Habig is President of International Surf Properties – the #1 international surf real estate company with the mission to “create the world’s largest portal for surf-minded buyers, sellers and investors of villas, developments and business opportunities that are located on or near quality surf breaks around the world” (InternationalSurfProperties.com). He and his team aim to help surf-minded people build the life they always wanted.
Inspired by his mentors like Dale Velzy, Ford, Alter and Clark; Habig wanted to offer a classic surf adventure to a whole new generation, and even to surfers from Ford’s generation. Reminiscent of those early explorations that were captured in films like Slippery When Wet, wherein the characters were driven by a desire to discover the exotic waves of Hawaii, Habig has created a way for surfers to keep venturing out into more and more places.
“There’s nothing better for a surfer than to discover a new country, a new break, a new wave and a great experience,” he says.
With International Surf Properties, Habig and his team have made it possible for people to make new discoveries in Mexico, Panama, Costa Rica, El Salvador, Indonesia, the Caribbean and points beyond. These destinations provide everything a surfer needs. The team handles all aspects of each country’s real estate requirements to make a smooth (and legal) purchase of that perfect property.
Ford became Director of Business Development earlier this year. He is also included on the Board of Directors and is an owner of International Surf Properties. At 78 years old, he says he was trying to retire, but he saw value in what was being done through the company. In the beginning, surfing was relegated to a small geographic area: the California coast, parts of the East Coast and Hawaii. Over time, however, surfing has gone global. It will even be part of the 2020 Olympics. Ford recognizes how many places there are to surf worldwide and shares Habig’s passion to help people live the surfer’s dream.
With a rich history in videography, including filming at Ford’s famous Rabbit Kekai contests, Habig has created a way for interested buyers to shop for their dream property with ease.
“Short of riding a wave, you can be there,” says Ford.
Habig and his team use interactive video to capture the properties and the surf in a way that makes people feel like they are already there.
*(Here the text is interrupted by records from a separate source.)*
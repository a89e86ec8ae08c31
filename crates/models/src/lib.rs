pub mod catalog;
pub mod lifecycle;
pub mod marks;
pub mod outcome;
pub mod role;
pub mod slug;
pub mod term;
They have teamed up with Mantis 3-D to bring viewers a completely interactive experience as they walk through the properties via state of the art 3-D technology. The visitor will be able to walk through a multitude of exotic houses from around the world, look out the windows to see the views, check out the waves and walk the properties without even leaving their own home. The team at International Surf Properties live in the same world as their prospective buyers. They have knowledge about waves and tides and anything else of interest to a surfer looking into buying the ideal surf property. Plus, the team knows how to handle the technical aspects.
“But it starts with the passion,” says Habig.
It starts with the passion that originates from the classic culture and the original soul surfers. You don’t have to be rich to own one of these surf properties. Ford went in with three guys to purchase and build an amazing surf compound in Boca Barranca, Costa Rica, as well as a custom home at The Ranch in Zihuatanejo. He says it made sense for them to buy a home together because there’s a kinship that has remained part of their lifestyle since the beginning. They still travel together, surf together and talk about it every day.
“Live the life you love, love the life you live. Surfing is the ultimate experience a surfer can share,” says Ford.